Besides all of this, there were so many wonderful meetings of old and new friends! I thoroughly enjoyed connecting with people from near and far: people I’d just met, those who I’ve shared many conversations with via zoom and email, and those I’ve known for years to catch up and to create visions for future work together.
To conclude the conference, a group of younger people led all of us through Hallelujah in eurhythmy. Somehow we all managed to make it work from our seats in a beautiful rhymitized harmony.
Hallelujah in eurythmy
The conference was a transformative experience. I am grateful for the opportunity and hope to continue these relationships as well as bring some inspiring impulses to the work in the US. I highly encourage you to consider attending next year—it’s not as far as you’d think!
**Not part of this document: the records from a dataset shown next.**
//! Pointcut predicates selecting which units of work advice applies to.
//!
//! A unit of work is identified by its qualifying name: the module path of
//! the component plus the operation name. Predicates match over that name
//! and compose with boolean `&`, `|`, and `!`.

/// Qualifying name of a unit of work.
#[derive(Debug, Clone, Copy, PartialEq, Eq, Hash)]
pub struct UnitName {
    module: &'static str,
    name: &'static str,
}

impl UnitName {
    /// Name a unit by its module path and operation name.
    #[must_use]
    pub const fn new(module: &'static str, name: &'static str) -> Self {
        Self { module, name }
    }

    /// Module path of the unit, e.g. `inbound::http::employees`.
    #[must_use]
    pub const fn module(&self) -> &'static str {
        self.module
    }

    /// Operation name of the unit, e.g. `create_employee`.
    #[must_use]
    pub const fn name(&self) -> &'static str {
        self.name
    }
}

impl std::fmt::Display for UnitName {
    fn fmt(&self, f: &mut std::fmt::Formatter<'_>) -> std::fmt::Result {
        write!(f, "{}::{}", self.module, self.name)
    }
}

/// Predicate over a unit's qualifying name.
#[derive(Debug, Clone)]
pub enum Pointcut {
    /// Matches every unit.
    Any,
    /// Matches exactly one unit.
    Unit(UnitName),
    /// Matches every unit whose module path equals the prefix or sits
    /// below it (`domain` matches `domain::employee_service`).
    InModule(&'static str),
    /// Matches units whose operation name starts with the prefix, e.g.
    /// `get` or `set` for accessors.
    NamePrefix(&'static str),
    /// Both operands must match.
    And(Box<Pointcut>, Box<Pointcut>),
    /// Either operand may match.
    Or(Box<Pointcut>, Box<Pointcut>),
    /// Inverts the operand.
    Not(Box<Pointcut>),
}

impl Pointcut {
    /// Evaluate the predicate against a unit name.
    #[must_use]
    pub fn matches(&self, unit: &UnitName) -> bool {
        match self {
            Self::Any => true,
            Self::Unit(expected) => unit == expected,
            Self::InModule(prefix) => unit
                .module()
                .strip_prefix(prefix)
                .is_some_and(|rest| rest.is_empty() || rest.starts_with("::")),
            Self::NamePrefix(prefix) => unit.name().starts_with(prefix),
            Self::And(lhs, rhs) => lhs.matches(unit) && rhs.matches(unit),
            Self::Or(lhs, rhs) => lhs.matches(unit) || rhs.matches(unit),
            Self::Not(inner) => !inner.matches(unit),
        }
    }
}

impl std::ops::BitAnd for Pointcut {
    type Output = Self;

    fn bitand(self, rhs: Self) -> Self {
        Self::And(Box::new(self), Box::new(rhs))
    }
}

impl std::ops::BitOr for Pointcut {
    type Output = Self;

    fn bitor(self, rhs: Self) -> Self {
        Self::Or(Box::new(self), Box::new(rhs))
    }
}

impl std::ops::Not for Pointcut {
    type Output = Self;

    fn not(self) -> Self {
        Self::Not(Box::new(self))
    }
}

#[cfg(test)]
mod tests {
    //! Regression coverage for pointcut matching and composition.

    use rstest::rstest;

    use super::*;

    const CREATE_HANDLER: UnitName = UnitName::new("inbound::http::employees", "create_employee");
    const CREATE_SERVICE: UnitName = UnitName::new("domain::employee_service", "create_employee");
    const GETTER: UnitName = UnitName::new("domain::employee", "get_salary");
    const SETTER: UnitName = UnitName::new("domain::employee", "set_salary");

    #[test]
    fn exact_unit_matches_only_itself() {
        let pointcut = Pointcut::Unit(CREATE_HANDLER);
        assert!(pointcut.matches(&CREATE_HANDLER));
        assert!(!pointcut.matches(&CREATE_SERVICE));
    }

    #[rstest]
    #[case("inbound::http", CREATE_HANDLER, true)]
    #[case("inbound::http::employees", CREATE_HANDLER, true)]
    #[case("inbound", CREATE_HANDLER, true)]
    #[case("inbound::ht", CREATE_HANDLER, false)]
    #[case("domain", CREATE_HANDLER, false)]
    #[case("domain", CREATE_SERVICE, true)]
    fn module_prefix_matches_whole_segments(
        #[case] prefix: &'static str,
        #[case] unit: UnitName,
        #[case] expected: bool,
    ) {
        assert_eq!(Pointcut::InModule(prefix).matches(&unit), expected);
    }

    #[test]
    fn name_prefix_selects_accessors() {
        let getters = Pointcut::NamePrefix("get");
        assert!(getters.matches(&GETTER));
        assert!(!getters.matches(&SETTER));
        assert!(!getters.matches(&CREATE_SERVICE));
    }

    #[test]
    fn composition_excludes_accessors_from_broad_match() {
        let accessors = Pointcut::InModule("domain::employee")
            & (Pointcut::NamePrefix("get") | Pointcut::NamePrefix("set"));
        let rule = Pointcut::Any & !accessors;

        assert!(rule.matches(&CREATE_HANDLER));
        assert!(rule.matches(&CREATE_SERVICE));
        assert!(!rule.matches(&GETTER));
        assert!(!rule.matches(&SETTER));
    }

    #[test]
    fn accessor_exclusion_is_scoped_to_the_entity_module() {
        // A handler whose name happens to start with "get" is still matched
        // when the accessor pointcut is scoped to the entity module.
        let get_handler = UnitName::new("inbound::http::employees", "get_employee_by_id");
        let accessors = Pointcut::InModule("domain::employee")
            & (Pointcut::NamePrefix("get") | Pointcut::NamePrefix("set"));
        let rule = Pointcut::Any & !accessors;

        assert!(rule.matches(&get_handler));
    }
}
The theme of the year looking towards the 2026 conference, which will take place from February 4 to 7, 2026, is "You never farm alone. Living Communities for the future." The foundation for the conference will be the Michael Letter "Michael’s Experiences and Encounters during the Fulfillment of His Cosmic Mission" from Rudolf Steiner, Anthroposophical Leading Thoughts, GA 26. Many people worldwide work with the letter and theme throughout the year, which—whether one attends or not—helps form a rich conference.
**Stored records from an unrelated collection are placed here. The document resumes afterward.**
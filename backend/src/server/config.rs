//! Server configuration from the environment.

use std::env;
use std::net::SocketAddr;

/// Environment variable naming the bind address.
pub const BIND_VAR: &str = "EMPLOYEE_API_BIND";

const DEFAULT_BIND: &str = "0.0.0.0:8080";

/// Configuration for creating the HTTP server.
#[derive(Debug, Clone, Copy)]
pub struct ServerConfig {
    bind_addr: SocketAddr,
}

impl ServerConfig {
    /// Read configuration from the environment, falling back to the
    /// default bind address when `EMPLOYEE_API_BIND` is unset.
    ///
    /// # Errors
    /// Returns an error when the variable holds an unparseable address.
    pub fn from_env() -> std::io::Result<Self> {
        let raw = env::var(BIND_VAR).unwrap_or_else(|_| DEFAULT_BIND.to_owned());
        let bind_addr = raw
            .parse()
            .map_err(|e| std::io::Error::other(format!("invalid {BIND_VAR} '{raw}': {e}")))?;
        Ok(Self { bind_addr })
    }

    /// Socket address the server will bind to.
    #[must_use]
    pub const fn bind_addr(&self) -> SocketAddr {
        self.bind_addr
    }
}

#[cfg(test)]
mod tests {
    use super::*;

    #[test]
    fn default_bind_address_parses() {
        let parsed: SocketAddr = DEFAULT_BIND.parse().expect("default address");
        assert_eq!(parsed.port(), 8080);
    }
}
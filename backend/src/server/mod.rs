//! Server construction and startup wiring.
//!
//! The advice registry is assembled here, once, and injected into every
//! component that participates in the interception pipeline.

mod config;

pub use config::{ServerConfig, BIND_VAR};

use std::sync::Arc;

use actix_web::{web, HttpRequest};

use crate::domain::ports::EmployeeService;
use crate::domain::{EmployeeServiceImpl, Error};
use crate::inbound::http::employees::{create_employee, get_employee_by_id};
use crate::inbound::http::{ApiError, HttpState};
use crate::intercept::logging_registry;
use crate::outbound::persistence::InMemoryEmployeeRepository;

/// Wire the default dependency graph: logging advice registry, in-memory
/// store, employee service.
#[must_use]
pub fn build_state() -> web::Data<HttpState> {
    let advice = Arc::new(logging_registry());
    let repository = Arc::new(InMemoryEmployeeRepository::new());
    let employees: Arc<dyn EmployeeService> =
        Arc::new(EmployeeServiceImpl::new(repository, Arc::clone(&advice)));
    web::Data::new(HttpState::new(employees, advice))
}

fn json_error_handler(
    err: actix_web::error::JsonPayloadError,
    _req: &HttpRequest,
) -> actix_web::Error {
    ApiError::from(Error::invalid_request(format!(
        "request body is missing or malformed: {err}"
    )))
    .into()
}

fn path_error_handler(err: actix_web::error::PathError, _req: &HttpRequest) -> actix_web::Error {
    ApiError::from(Error::invalid_request(format!(
        "path identifier is missing or malformed: {err}"
    )))
    .into()
}

/// Register routes, extractor error handling, and shared state on an app.
///
/// Extractor failures (null/absent body, non-numeric id) become
/// `invalid_request` responses before any handler, and therefore any store
/// access, runs.
pub fn configure(config: &mut web::ServiceConfig, state: web::Data<HttpState>) {
    config
        .app_data(state)
        .app_data(web::JsonConfig::default().error_handler(json_error_handler))
        .app_data(web::PathConfig::default().error_handler(path_error_handler))
        .service(
            web::scope("/api")
                .service(create_employee)
                .service(get_employee_by_id),
        );

    #[cfg(debug_assertions)]
    config.route("/api-docs/openapi.json", web::get().to(openapi_json));
}

#[cfg(debug_assertions)]
async fn openapi_json() -> web::Json<utoipa::openapi::OpenApi> {
    use utoipa::OpenApi;

    web::Json(crate::doc::ApiDoc::openapi())
}
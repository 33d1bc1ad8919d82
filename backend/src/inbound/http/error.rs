//! HTTP error envelope and mapping from domain errors.
//!
//! Keeps the domain free of transport concerns: [`crate::domain::Error`]
//! is translated into Actix responses here, with the ambient trace id
//! captured into the payload.

use actix_web::{http::StatusCode, HttpResponse, ResponseError};
use serde::Serialize;
use serde_json::Value;
use utoipa::ToSchema;

use crate::domain::{Error, ErrorCode};
use crate::middleware::trace::{TraceId, TRACE_ID_HEADER};

/// Standard error envelope returned by the HTTP adapter.
#[derive(Debug, Clone, Serialize, ToSchema)]
#[serde(rename_all = "camelCase")]
pub struct ApiError {
    code: ErrorCode,
    message: String,
    #[serde(skip_serializing_if = "Option::is_none")]
    trace_id: Option<String>,
    #[serde(skip_serializing_if = "Option::is_none")]
    details: Option<Value>,
}

impl ApiError {
    /// Build an API error from a domain failure, capturing any ambient
    /// trace identifier.
    #[must_use]
    pub fn from_domain(error: Error) -> Self {
        Self {
            code: error.code(),
            message: error.message().to_owned(),
            trace_id: TraceId::current().map(|id| id.to_string()),
            details: error.details().cloned(),
        }
    }

    /// Stable machine-readable error code.
    #[must_use]
    pub const fn code(&self) -> ErrorCode {
        self.code
    }

    /// Human-readable message.
    #[must_use]
    pub fn message(&self) -> &str {
        self.message.as_str()
    }

    const fn to_status_code(&self) -> StatusCode {
        match self.code {
            ErrorCode::InvalidRequest => StatusCode::BAD_REQUEST,
            ErrorCode::NotFound => StatusCode::NOT_FOUND,
            ErrorCode::StoreFailure => StatusCode::INTERNAL_SERVER_ERROR,
        }
    }
}

impl From<Error> for ApiError {
    fn from(value: Error) -> Self {
        Self::from_domain(value)
    }
}

impl std::fmt::Display for ApiError {
    fn fmt(&self, f: &mut std::fmt::Formatter<'_>) -> std::fmt::Result {
        write!(f, "{}", self.message)
    }
}

impl std::error::Error for ApiError {}

impl ResponseError for ApiError {
    fn status_code(&self) -> StatusCode {
        self.to_status_code()
    }

    fn error_response(&self) -> HttpResponse {
        let mut builder = HttpResponse::build(self.status_code());
        if let Some(id) = &self.trace_id {
            builder.insert_header((TRACE_ID_HEADER, id.clone()));
        }
        if matches!(self.code, ErrorCode::StoreFailure) {
            // Store internals never leak to clients.
            let mut redacted = self.clone();
            redacted.message = "Internal server error".to_owned();
            redacted.details = None;
            return builder.json(redacted);
        }
        builder.json(self)
    }
}

/// Convenience alias for HTTP handlers.
pub type ApiResult<T> = Result<T, ApiError>;
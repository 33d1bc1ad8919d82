//! OpenAPI document for the REST surface.

use utoipa::OpenApi;

use crate::domain::{Employee, EmployeeRecord};
use crate::inbound::http::employees;
use crate::inbound::http::ApiError;

/// Public OpenAPI surface served in debug builds.
#[derive(OpenApi)]
#[openapi(
    paths(employees::create_employee, employees::get_employee_by_id),
    components(schemas(Employee, EmployeeRecord, ApiError)),
    tags((name = "employees", description = "Employee CRUD endpoints"))
)]
pub struct ApiDoc;
//! Outbound adapters.

pub mod persistence;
BFDI mission and vision (photo by Anthony Mecca)
Anthony Mecca is a farmer dedicated to healing the relationship between human beings and the earth through education, community building, research, and development. Over the past decade, he has developed and led training programs for the Biodynamic Association. As Co-Director, Anthony is responsible for programs and training, as well as working with the social arts towards building a more harmonious and vibrant biodynamic community. Anthony is also a director of EduCareDo where he offers a distance learning course on Biodynamic Agriculture and Nutrition and contributes to the Foundations in Anthroposophy course. Anthony works and lives on Sun Heart Farm, an educational and therapeutic community farm in the valley between the Berkshire and Taconic mountains in New York.